Take the data below and copy exactly the lines starting at the one with "repository d511981e23aec724" and finishing at the one with "pub async fn new()", both included.

+ + +

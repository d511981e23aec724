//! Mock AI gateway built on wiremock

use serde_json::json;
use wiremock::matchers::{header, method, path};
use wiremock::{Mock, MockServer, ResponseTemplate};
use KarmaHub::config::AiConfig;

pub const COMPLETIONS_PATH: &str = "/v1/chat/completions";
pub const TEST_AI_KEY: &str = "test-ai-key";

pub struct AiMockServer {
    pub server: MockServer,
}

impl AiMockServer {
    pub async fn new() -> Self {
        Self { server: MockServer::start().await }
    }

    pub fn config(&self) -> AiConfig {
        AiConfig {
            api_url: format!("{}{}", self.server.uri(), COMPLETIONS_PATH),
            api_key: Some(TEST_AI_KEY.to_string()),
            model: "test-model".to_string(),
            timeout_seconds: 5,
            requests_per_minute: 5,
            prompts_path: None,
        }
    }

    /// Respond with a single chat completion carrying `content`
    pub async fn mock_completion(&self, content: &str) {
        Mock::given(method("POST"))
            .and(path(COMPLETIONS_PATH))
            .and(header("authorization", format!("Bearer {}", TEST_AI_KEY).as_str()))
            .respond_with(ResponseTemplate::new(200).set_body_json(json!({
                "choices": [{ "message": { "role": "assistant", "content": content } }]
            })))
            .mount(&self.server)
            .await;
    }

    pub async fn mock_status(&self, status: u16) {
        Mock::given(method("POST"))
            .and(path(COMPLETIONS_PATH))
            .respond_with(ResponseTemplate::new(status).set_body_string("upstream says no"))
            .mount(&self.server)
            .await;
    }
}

+ + +

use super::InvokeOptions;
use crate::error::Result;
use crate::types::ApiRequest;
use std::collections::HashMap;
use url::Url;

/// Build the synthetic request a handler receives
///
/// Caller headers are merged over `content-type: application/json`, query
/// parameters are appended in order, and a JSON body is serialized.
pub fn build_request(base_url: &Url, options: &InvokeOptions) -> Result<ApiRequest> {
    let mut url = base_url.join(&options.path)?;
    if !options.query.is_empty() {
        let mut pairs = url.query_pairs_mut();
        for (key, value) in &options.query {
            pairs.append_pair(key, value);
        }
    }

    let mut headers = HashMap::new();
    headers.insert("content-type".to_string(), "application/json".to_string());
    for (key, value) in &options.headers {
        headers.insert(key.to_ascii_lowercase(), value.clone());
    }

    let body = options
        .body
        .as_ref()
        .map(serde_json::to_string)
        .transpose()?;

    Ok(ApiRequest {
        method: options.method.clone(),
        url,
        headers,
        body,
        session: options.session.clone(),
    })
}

+ + +

* **RESPONSE TO THE TASK**
repository d511981e23aec724
//! Mock AI gateway built on wiremock

use serde_json::json;
use wiremock::matchers::{header, method, path};
use wiremock::{Mock, MockServer, ResponseTemplate};
use KarmaHub::config::AiConfig;

pub const COMPLETIONS_PATH: &str = "/v1/chat/completions";
pub const TEST_AI_KEY: &str = "test-ai-key";

pub struct AiMockServer {
    pub server: MockServer,
}

impl AiMockServer {
    pub async fn new() -> Self {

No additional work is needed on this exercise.